Work required:
If a line contains "use (default: ./todos.json)", it is the last one to write out; begin with the first line of the records and copy each exactly.

Data supplied:
..............................
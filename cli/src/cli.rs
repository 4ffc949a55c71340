use std::path::PathBuf;

use clap::builder::FalseyValueParser;
use clap::{ArgAction, Parser, Subcommand};

#[derive(Parser, Debug)]
#[command(name = "duetodo", version)]
#[command(about = "A small todo list kept in a JSON file", long_about = None)]
#[command(arg_required_else_help = true)]
pub struct Cli {
    /// Todo file to use (default: ./todos.json)
    #[arg(long, global = true, env = "DUETODO_FILE", value_name = "PATH")]
    pub file: Option<PathBuf>,

    /// Hold an advisory lock on the todo file while reading and writing it
    #[arg(
        long,
        global = true,
        env = "DUETODO_LOCK",
        action = ArgAction::SetTrue,
        value_parser = FalseyValueParser::new()
    )]
    pub lock: bool,

    /// Log debug output to stderr
    #[arg(long, global = true)]
    pub debug: bool,

    #[command(subcommand)]
    pub command: Commands,
}

#[derive(Subcommand, Debug, Clone, PartialEq)]
pub enum Commands {
    /// Add a new todo (usage: add "Buy milk" --due 2025-01-01)
    Add {
        /// Title of the todo; several words are joined with spaces
        #[arg(required = true, num_args = 1..)]
        title: Vec<String>,
        /// Due date as YYYY-MM-DD or RFC3339 (default: 24 hours from now)
        #[arg(short, long)]
        due: Option<String>,
    },
    /// Show all todos ordered by due date
    #[command(alias = "list")]
    View {
        /// Print JSON instead of a table
        #[arg(long)]
        json: bool,
    },
    /// Show a single todo
    Get {
        #[arg(allow_hyphen_values = true)]
        id: String,
        /// Print JSON instead of text
        #[arg(long)]
        json: bool,
    },
    /// Delete a todo
    #[command(alias = "remove")]
    Delete {
        #[arg(allow_hyphen_values = true)]
        id: String,
    },
    /// Set the status of a todo (pending, in-progress, completed)
    Update {
        #[arg(allow_hyphen_values = true)]
        id: String,
        status: String,
    },
}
..............................
Task solution:
filename cli/src/cli.rs
repository 4ffc949a55c71340
use std::path::PathBuf;

use clap::builder::FalseyValueParser;
use clap::{ArgAction, Parser, Subcommand};

#[derive(Parser, Debug)]
#[command(name = "duetodo", version)]
#[command(about = "A small todo list kept in a JSON file", long_about = None)]
#[command(arg_required_else_help = true)]
pub struct Cli {
    /// Todo file to use (default: ./todos.json)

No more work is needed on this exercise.